As colleges continue to crumble enterprises will turn more and more to Gig workers to fulfill their high demand for machine learning — workers who were not trained at a college and who do not have the same biases and bigotry for Python but who are personally motivated to learn skills and languages that will provide the most opportunity in the highly competitive Gig economy.
[One Harvard economist predicts that 50% of all universities will be gone by 2020.]
Object-Oriented Programming is Dead or Dying
The insanity of the 90s and Java’s demise have proven objectively that the rigidity and unnecessary verbosity of object-oriented programming has failed the industry and our world. Astute architects now openly acknowledge this and are moving their enterprises away from OOP approaches.
Go Has Incredible, Capable Momentum
I will never forget starting with Go and finding an entire GnuPG implementation as part of the core library. I would have done just about anything to have that when writing the systems at IBM that collected and stored compliance data from 52,000 servers. Instead the industry practice was to use the
gpg binary itself.
I tell that story because it illustrates the collective minds involved in Go community. They are serious developers creating code for larger enterprise needs and have been from the beginning — Go having been conceived to replace Python and C++ within Google to speed development, compilation, and run time execution.

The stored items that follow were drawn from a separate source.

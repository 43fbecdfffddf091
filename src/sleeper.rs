//! How retry backoff waits.
//!
//! `RetryExecutor` never calls `tokio::time::sleep` directly; it asks a [`Sleeper`], so tests
//! can record the requested delays instead of waiting them out.

use std::future::Future;
use std::pin::Pin;
use std::sync::{Arc, Mutex, PoisonError};
use std::time::Duration;

type SleepFuture = Pin<Box<dyn Future<Output = ()> + Send>>;

/// Waits out one backoff delay.
pub trait Sleeper: Send + Sync + std::fmt::Debug {
    /// Suspend the current task for `duration` without blocking the thread.
    fn sleep(&self, duration: Duration) -> SleepFuture;
}

/// Default sleeper: the tokio timer.
#[derive(Debug, Default, Clone, Copy)]
pub struct TokioSleeper;

impl Sleeper for TokioSleeper {
    fn sleep(&self, duration: Duration) -> SleepFuture {
        Box::pin(tokio::time::sleep(duration))
    }
}

/// Skips every delay. Useful in doctests and benches.
#[derive(Debug, Default, Clone, Copy)]
pub struct InstantSleeper;

impl Sleeper for InstantSleeper {
    fn sleep(&self, _duration: Duration) -> SleepFuture {
        Box::pin(std::future::ready(()))
    }
}

/// Records each requested delay and returns at once.
///
/// Clones share the record, so a test can keep one handle and give another to the executor.
#[derive(Debug, Clone, Default)]
pub struct TrackingSleeper {
    delays: Arc<Mutex<Vec<Duration>>>,
}

impl TrackingSleeper {
    pub fn new() -> Self {
        Self::default()
    }

    /// Delays requested so far, in order.
    pub fn calls(&self) -> Vec<Duration> {
        self.delays.lock().unwrap_or_else(PoisonError::into_inner).clone()
    }

    /// Sum of all requested delays.
    pub fn total(&self) -> Duration {
        self.calls().into_iter().fold(Duration::ZERO, Duration::saturating_add)
    }
}

impl Sleeper for TrackingSleeper {
    fn sleep(&self, duration: Duration) -> SleepFuture {
        self.delays.lock().unwrap_or_else(PoisonError::into_inner).push(duration);
        Box::pin(std::future::ready(()))
    }
}

#[cfg(test)]
mod tests {
    use super::*;

    #[tokio::test(start_paused = true)]
    async fn tokio_sleeper_waits_on_the_runtime_timer() {
        let start = tokio::time::Instant::now();
        TokioSleeper.sleep(Duration::from_millis(50)).await;
        assert!(start.elapsed() >= Duration::from_millis(50));
    }

    #[tokio::test(start_paused = true)]
    async fn instant_sleeper_leaves_the_clock_alone() {
        let start = tokio::time::Instant::now();
        InstantSleeper.sleep(Duration::from_secs(3600)).await;
        assert_eq!(start.elapsed(), Duration::ZERO);
    }

    #[tokio::test]
    async fn tracking_sleeper_clones_share_the_record() {
        let sleeper = TrackingSleeper::new();
        let handle = sleeper.clone();

        for millis in [100, 200, 400] {
            handle.sleep(Duration::from_millis(millis)).await;
        }

        assert_eq!(
            sleeper.calls(),
            [100, 200, 400].map(Duration::from_millis).to_vec()
        );
        assert_eq!(sleeper.total(), Duration::from_millis(700));
    }

    #[tokio::test]
    async fn tracking_total_saturates() {
        let sleeper = TrackingSleeper::new();
        sleeper.sleep(Duration::MAX).await;
        sleeper.sleep(Duration::MAX).await;
        assert_eq!(sleeper.total(), Duration::MAX);
    }
}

Every time I wonder if a package is available for something I need it is. And after reading about machine learning libraries it seems this momentum exists as well for Go. Otherwise why would Facebook contribute the Go TensorFlow bindings (among other things).
Go is the Standard Back End Language
I’ve stopped counting how many large enterprises threw out Python and Node for their back end applications. Every single one replaced them with Go.
Python 3.7 Incompatible with TensorFlow
Now is the time to look at Go to replace your enterprise machine learning needs.
Go Supports Distributed Computing, Python Doesn’t
" Go also has support for distributed computing, for which Python needs to depend upon Spark/Hadoop etc."
Go Programmers are Increasing
Because of DevOps and cloud computing more and more developers are learning Go and becoming available for hire by the enterprise. Python programmers might be everywhere at the moment, but businesses have a unique opportunity to invest in their developers learning Go and benefiting their organizations in ways that go far beyond machine learning.
Moreover, having your existing developers learn Go is a great opportunity to weed out your bad developers who either can’t learn a new language or won’t because they don’t put the needs of your company first.